Pick each line containing the word "parameters" out of the data below.
[[ Provided records, beginning ]]
//! Request types for the Responses API.

use bon::Builder;
use serde::{Deserialize, Serialize};
use serde_json::{json, Map, Value};
use strum::{Display, EnumString};

/// Speaker of a structured input turn.
#[derive(Debug, Clone, Copy, Serialize, Deserialize, PartialEq, Eq, Display, EnumString)]
#[serde(rename_all = "lowercase")]
#[strum(serialize_all = "lowercase")]
pub enum Role {
    System,
    Developer,
    User,
    Assistant,
}

/// Content of a turn: plain text, or raw content parts passed through as-is
/// (e.g. `{"type": "input_image", "image_url": ...}`).
#[derive(Debug, Clone, Serialize, Deserialize, PartialEq)]
#[serde(untagged)]
pub enum TurnContent {
    Text(String),
    Parts(Vec<Value>),
}

/// One entry of a structured input.
#[derive(Debug, Clone, Serialize, Deserialize, PartialEq)]
pub struct Turn {
    pub role: Role,
    pub content: TurnContent,
}

impl Turn {
    pub fn new(role: Role, text: impl Into<String>) -> Self {
        Self {
            role,
            content: TurnContent::Text(text.into()),
        }
    }

    pub fn system(text: impl Into<String>) -> Self {
        Self::new(Role::System, text)
    }

    pub fn developer(text: impl Into<String>) -> Self {
        Self::new(Role::Developer, text)
    }

    pub fn user(text: impl Into<String>) -> Self {
        Self::new(Role::User, text)
    }

    pub fn assistant(text: impl Into<String>) -> Self {
        Self::new(Role::Assistant, text)
    }

    /// A turn made of raw content parts.
    pub fn with_parts(role: Role, parts: Vec<Value>) -> Self {
        Self {
            role,
            content: TurnContent::Parts(parts),
        }
    }
}

/// Prompt sent as the `input` field: a bare string or an ordered turn list.
#[derive(Debug, Clone, Serialize, Deserialize, PartialEq)]
#[serde(untagged)]
pub enum ResponseInput {
    Text(String),
    Turns(Vec<Turn>),
}

impl From<&str> for ResponseInput {
    fn from(text: &str) -> Self {
        Self::Text(text.to_string())
    }
}

impl From<String> for ResponseInput {
    fn from(text: String) -> Self {
        Self::Text(text)
    }
}

impl From<Vec<Turn>> for ResponseInput {
    fn from(turns: Vec<Turn>) -> Self {
        Self::Turns(turns)
    }
}

/// A single call to the Responses API.
///
/// Example:
/// ```
/// use respkit::types::ResponseRequest;
///
/// let request = ResponseRequest::builder()
///     .model("gpt-4.1-mini")
///     .input("Say hi")
///     .tools(vec![serde_json::json!({"type": "web_search_preview"})])
///     .build()
///     .with_param("max_output_tokens", 64);
/// assert_eq!(request.to_payload()["max_output_tokens"], 64);
/// ```
#[derive(Debug, Clone, Builder)]
pub struct ResponseRequest {
    #[builder(into)]
    pub model: String,
    #[builder(into)]
    pub input: ResponseInput,
    pub modalities: Option<Vec<String>>,
    pub tools: Option<Vec<Value>>,
    /// Selects the streaming path in [`get_response`](crate::generation::get_response).
    #[builder(default)]
    pub stream: bool,
    /// Passed through verbatim at the top level of the payload.
    #[builder(default)]
    pub extra: Map<String, Value>,
}

impl ResponseRequest {
    pub fn new(model: impl Into<String>, input: impl Into<ResponseInput>) -> Self {
        Self::builder().model(model).input(input).build()
    }

    pub fn with_stream(mut self, stream: bool) -> Self {
        self.stream = stream;
        self
    }

    /// Add a passthrough parameter (e.g. `max_output_tokens`, `metadata`).
    pub fn with_param(mut self, key: impl Into<String>, value: impl Into<Value>) -> Self {
        self.extra.insert(key.into(), value.into());
        self
    }

    /// Build the JSON body. Unset optional fields are omitted, and extra
    /// parameters are applied last so they may override built keys.
    pub fn to_payload(&self) -> Value {
        let mut obj = Map::new();
        obj.insert("model".into(), Value::String(self.model.clone()));
        obj.insert("input".into(), json!(self.input));

        if let Some(ref modalities) = self.modalities {
            obj.insert("modalities".into(), json!(modalities));
        }
        if let Some(ref tools) = self.tools {
            obj.insert("tools".into(), Value::Array(tools.clone()));
        }
        for (key, value) in &self.extra {
            obj.insert(key.clone(), value.clone());
        }

        Value::Object(obj)
    }
}

#[cfg(test)]
mod tests {
    use super::*;
    use pretty_assertions::assert_eq;

    #[test]
    fn minimal_payload_has_only_model_and_input() {
        let payload = ResponseRequest::new("gpt-4.1-mini", "hello").to_payload();
        assert_eq!(payload, json!({"model": "gpt-4.1-mini", "input": "hello"}));
    }

    #[test]
    fn supplied_optionals_appear_verbatim() {
        let tools = vec![json!({"type": "function", "name": "lookup", "parameters": {}})];
        let request = ResponseRequest::builder()
            .model("gpt-4.1")
            .input("draw")
            .modalities(vec!["text".to_string(), "image".to_string()])
            .tools(tools.clone())
            .build();
        let payload = request.to_payload();
        assert_eq!(payload["modalities"], json!(["text", "image"]));
        assert_eq!(payload["tools"], Value::Array(tools));
    }

    #[test]
    fn empty_lists_are_still_sent_when_supplied() {
        let request = ResponseRequest::builder()
            .model("gpt-4.1")
            .input("x")
            .tools(Vec::new())
            .build();
        assert_eq!(request.to_payload()["tools"], json!([]));
    }

    #[test]
    fn extra_params_merge_and_override() {
        let payload = ResponseRequest::new("gpt-4.1", "x")
            .with_param("max_output_tokens", 32)
            .with_param("metadata", json!({"run": "1"}))
            .with_param("model", "o4-mini")
            .to_payload();
        assert_eq!(payload["max_output_tokens"], 32);
        assert_eq!(payload["metadata"]["run"], "1");
        assert_eq!(payload["model"], "o4-mini");
    }

    #[test]
    fn turns_serialize_as_role_content_list() {
        let input: ResponseInput = vec![
            Turn::system("be brief"),
            Turn::with_parts(
                Role::User,
                vec![json!({"type": "input_text", "text": "hi"})],
            ),
        ]
        .into();
        let payload = ResponseRequest::new("gpt-4.1", input).to_payload();
        assert_eq!(
            payload["input"],
            json!([
                {"role": "system", "content": "be brief"},
                {"role": "user", "content": [{"type": "input_text", "text": "hi"}]}
            ])
        );
    }
}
[[ Provided records, end ]]
Worked solution:
    /// parameters are applied last so they may override built keys.
        let tools = vec![json!({"type": "function", "name": "lookup", "parameters": {}})];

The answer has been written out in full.